Бальзака постигла неожиданная неприятность: отнюдь не "безобидные" любовные письма попали в руки господина Ганского. Писатель попытался как-то объяснить это супругу, но придуманная им версия была не слишком правдоподобна. Вопреки очевидности, по его словам, все обстояло очень просто и невинно. Госпожа Ганская, смеясь, сказала ему, что ей хотелось бы прочесть образцовое любовное письмо, вот он и написал два этих злополучных письма, полагая, что она еще помнит об их шутливом разговоре. Если он оскорбил графиню, то умоляет "господина Ганского" выступить в его защиту: "Я надеюсь, милостивый государь, что это столь естественное объяснение вас убедит". Мы не знаем, нашел ли муж это объяснение "столь естественным", но он предпочел забыть о случившемся. Что касается Бальзака, то он уже занимался вещами более серьезными - писал "Отца Горио".
XVII. ВЕЛИКИЙ ЗАМЫСЕЛ
Посмотрев на свои произведения взглядом созидателя и в
то же время как бы со стороны, Бальзак оглянулся назад и
во внезапном озарении понял, что они выиграют, если
объединить их в единый цикл, где вновь и вновь будут
появляться одни и те же персонажи. И тем самым он прибавил
к своему творению последний, но самый великий мазок.
Марсель Пруст
Однажды - это случилось в 1833 году - Бальзак примчался с улицы Кассини в предместье Пуассоньер, где в ту пору жила чета Сюрвилей, и воскликнул: "Поздравьте меня, я на верном пути к тому, чтобы стать гением". Шагая по гостиной, он рассказал сестре и ее мужу о своем плане. Он пришел к мысли объединить в одной эпопее все свои романы. Это отнюдь не было туманным проектом. Через год он подробно описывал Чужестранке, каким грандиозным монументом станет его творение, когда он завершит его.

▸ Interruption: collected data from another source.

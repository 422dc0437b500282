use super::{DispatchJob, DispatchTarget};

/// Runs every job immediately on the thread that dispatches it.
///
/// With this target, continuations run on the fulfilling thread right after the value has been
/// stored, or on the registering thread when the value was already there.
#[derive(Debug, Clone, Copy, Default)]
pub struct InlineDispatchTarget;

impl DispatchTarget for InlineDispatchTarget {
  fn dispatch(&self, job: DispatchJob) {
    job();
  }
}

"Я полагаю, что в 1838 году три части этого гигантского творения будут если не завершены, то по крайней мере возведены одна гад другою и уже можно будет судить о нем в целом.
"Этюды о нравах" будут изображать все социальные явления, так что ни одна жизненная ситуация, ни одна физиономия, ни один мужской или женский характер, ни один уклад жизни, ни одна профессия, ни один из слоев общества, ни одна французская провинция, ничто из того, что относится к детству, старости или зрелому возрасту, к политике, правосудию, войне, не будет позабыто.
Когда все это будет осуществлено, история человеческого сердца прослежена шаг за шагом, история общества всесторонне описана, - фундамент произведения окажется готов. Тут не найдут себе места вымышленные факты, я стану описывать лишь то, что происходит повсюду.
Затем последует второй ярус - "Философские этюды", ибо после следствий надо показать причины. Я покажу в "Этюдах о нравах" игру чувств и течение жизни. В "Философских этюдах" я объясню, откуда чувства, в чем жизнь, каковы стороны, каковы условия, вне которых не могут существовать ни общество, ни человек; и после того как я окину взором общество, чтобы его описать, я займусь его обозрением, дабы вынести ему приговор. Таким образом, в "Этюдах о нравах" заключены индивидуальности, превращенные в типы, в "Философских этюдах" - типы, сохраняющие индивидуальные черты. Я всему придам жизнь: типу, сохраняя в нем индивидуальные черты; индивиду, превращая его в тип. Я вдохну мысль во фрагмент, а в мысль вдохну жизнь индивида.